Shockingly, the study found that in Southern California landslides with the ability to damage 40 or more structures can now be expected to occur as often as a magnitude 6.7 earthquake – every 10 to 13 years. Small landslides are now expected to be an annual occurrence.
Findings seem to suggest that with climate change creating more unpredictable and intense weather patterns, Southern California could find itself in a deadly cycle of longer, hotter burning seasons followed by intense rain.
By combining historical data with computer simulations, the researchers were able to pinpoint not just where post-wildfire landslides are likely to occur, but also how big they might be and how often they will likely happen. The main goal of the study was to create landslide hazard maps similar to the ones created for earthquakes.
Duke University engineers have developed a new model for deep-seated landslides. A deep-seated landslide has the sliding surface mostly far below the maximum rooting depth of trees. These types of landslides occur due to geologic or hydrologic changes, such as the groundwater level going up or seismic shaking. They typically move slower than shallow-rapid landslides but have the potential to suddenly accelerate.
The researchers found that the key signal for catastrophic failure was an increase in the temperature of a thin layer of clay.

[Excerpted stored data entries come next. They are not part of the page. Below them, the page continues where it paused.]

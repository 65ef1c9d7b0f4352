use std::collections::HashMap;

use async_trait::async_trait;
use strata_common::{AuthContext, DispatchError, RequestOptions, RestError};

use crate::config::AppConfig;

/// Turns a session token into an authenticated identity.
#[async_trait]
pub trait SessionResolver: Send + Sync {
    /// Fails (typically with [`RestError::INVALID_SESSION_TOKEN`]) for
    /// unknown or expired tokens.
    async fn resolve(
        &self,
        config: &AppConfig,
        session_token: &str,
        installation_id: &str,
    ) -> Result<AuthContext, DispatchError>;
}

/// Auth for one call together with the options the rest of the call should
/// see (the resolved session token cached on them).
#[derive(Debug, Clone, PartialEq)]
pub struct ResolvedAuth {
    pub auth: AuthContext,
    pub options: RequestOptions,
}

/// Master key wins over any session token; a string session token goes to
/// the resolver; everything else is anonymous. Resolver failures are
/// returned as-is, never downgraded to anonymous.
pub async fn resolve_auth(
    options: &RequestOptions,
    config: &AppConfig,
    sessions: &dyn SessionResolver,
) -> Result<ResolvedAuth, DispatchError> {
    let installation_id = options.installation_id().to_string();

    if options.use_master_key {
        tracing::debug!(installation_id=%installation_id, "using master key");
        return Ok(ResolvedAuth {
            auth: AuthContext::master(installation_id),
            options: options.clone(),
        });
    }

    let Some(session_token) = options.session_token.as_deref() else {
        return Ok(ResolvedAuth {
            auth: AuthContext::anonymous(installation_id),
            options: options.clone(),
        });
    };

    let auth = match sessions
        .resolve(config, session_token, &installation_id)
        .await
    {
        Ok(auth) => auth,
        Err(e) => {
            tracing::debug!(error=%e, installation_id=%installation_id, "session token rejected");
            return Err(e);
        }
    };

    let options = options.clone().with_session_token(session_token);
    Ok(ResolvedAuth { auth, options })
}

// ── StaticSessionResolver ───────────────────────────────────────────

/// Fixed token → user id table.
#[derive(Debug, Clone, Default)]
pub struct StaticSessionResolver {
    users: HashMap<String, String>,
}

impl StaticSessionResolver {
    pub fn new() -> Self {
        Self::default()
    }

    pub fn with_token(mut self, token: impl Into<String>, user_id: impl Into<String>) -> Self {
        self.users.insert(token.into(), user_id.into());
        self
    }

    /// Parses `token:user,token:user`. The user id is everything after the
    /// last `:`, so tokens such as `r:abc` keep their colons. Blank entries
    /// are skipped and malformed ones are logged and skipped.
    pub fn parse(raw: &str) -> Self {
        let mut users = HashMap::new();
        for entry in raw.split(',') {
            let trimmed = entry.trim();
            if trimmed.is_empty() {
                continue;
            }
            let Some((token, user_id)) = trimmed.rsplit_once(':') else {
                tracing::warn!(entry=%trimmed, "invalid session token entry, expected token:user");
                continue;
            };
            let (token, user_id) = (token.trim(), user_id.trim());
            if token.is_empty() || user_id.is_empty() {
                tracing::warn!(entry=%trimmed, "invalid session token entry, empty token or user");
                continue;
            }
            users.insert(token.to_string(), user_id.to_string());
        }
        Self { users }
    }

    /// Reads `STRATA_SESSION_TOKENS`; an unset variable gives an empty table.
    pub fn from_env() -> Self {
        match std::env::var("STRATA_SESSION_TOKENS") {
            Ok(raw) => Self::parse(&raw),
            Err(_) => {
                tracing::warn!("STRATA_SESSION_TOKENS not set, every session token will be rejected");
                Self::default()
            }
        }
    }

    pub fn len(&self) -> usize {
        self.users.len()
    }

    pub fn is_empty(&self) -> bool {
        self.users.is_empty()
    }
}

#[async_trait]
impl SessionResolver for StaticSessionResolver {
    async fn resolve(
        &self,
        _config: &AppConfig,
        session_token: &str,
        installation_id: &str,
    ) -> Result<AuthContext, DispatchError> {
        let Some(user_id) = self.users.get(session_token) else {
            return Err(RestError::invalid_session_token().into());
        };
        Ok(AuthContext::SessionToken {
            session_token: session_token.to_string(),
            installation_id: installation_id.to_string(),
            user_id: Some(user_id.clone()),
        })
    }
}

How does the temperature tell us about the potential for a landslide? The study started with the Vajont Dam disaster in northern Italy. This landslide started out slow – moving around an inch a day. Suddenly, the landslide accelerated, seemingly without warning.
At first scientists were stumped why the landside accelerated so quickly. Years later, we finally understand what happened. Water seeped into the thin clay layer previously mentioned which started the creeping landslide. Over time, friction caused this clay to heat up until the clay layer failed. In 2021 that initial model was improved and designed to model more than just the Vajont Dam failure.
Researchers speculate this information could be used to not only monitor creeping landslides, but also to create solutions to prevent a sudden failure. They imagine circulating a cold fluid through the thin clay layer or pumping the water out of the ground that is causing the creeping landslide.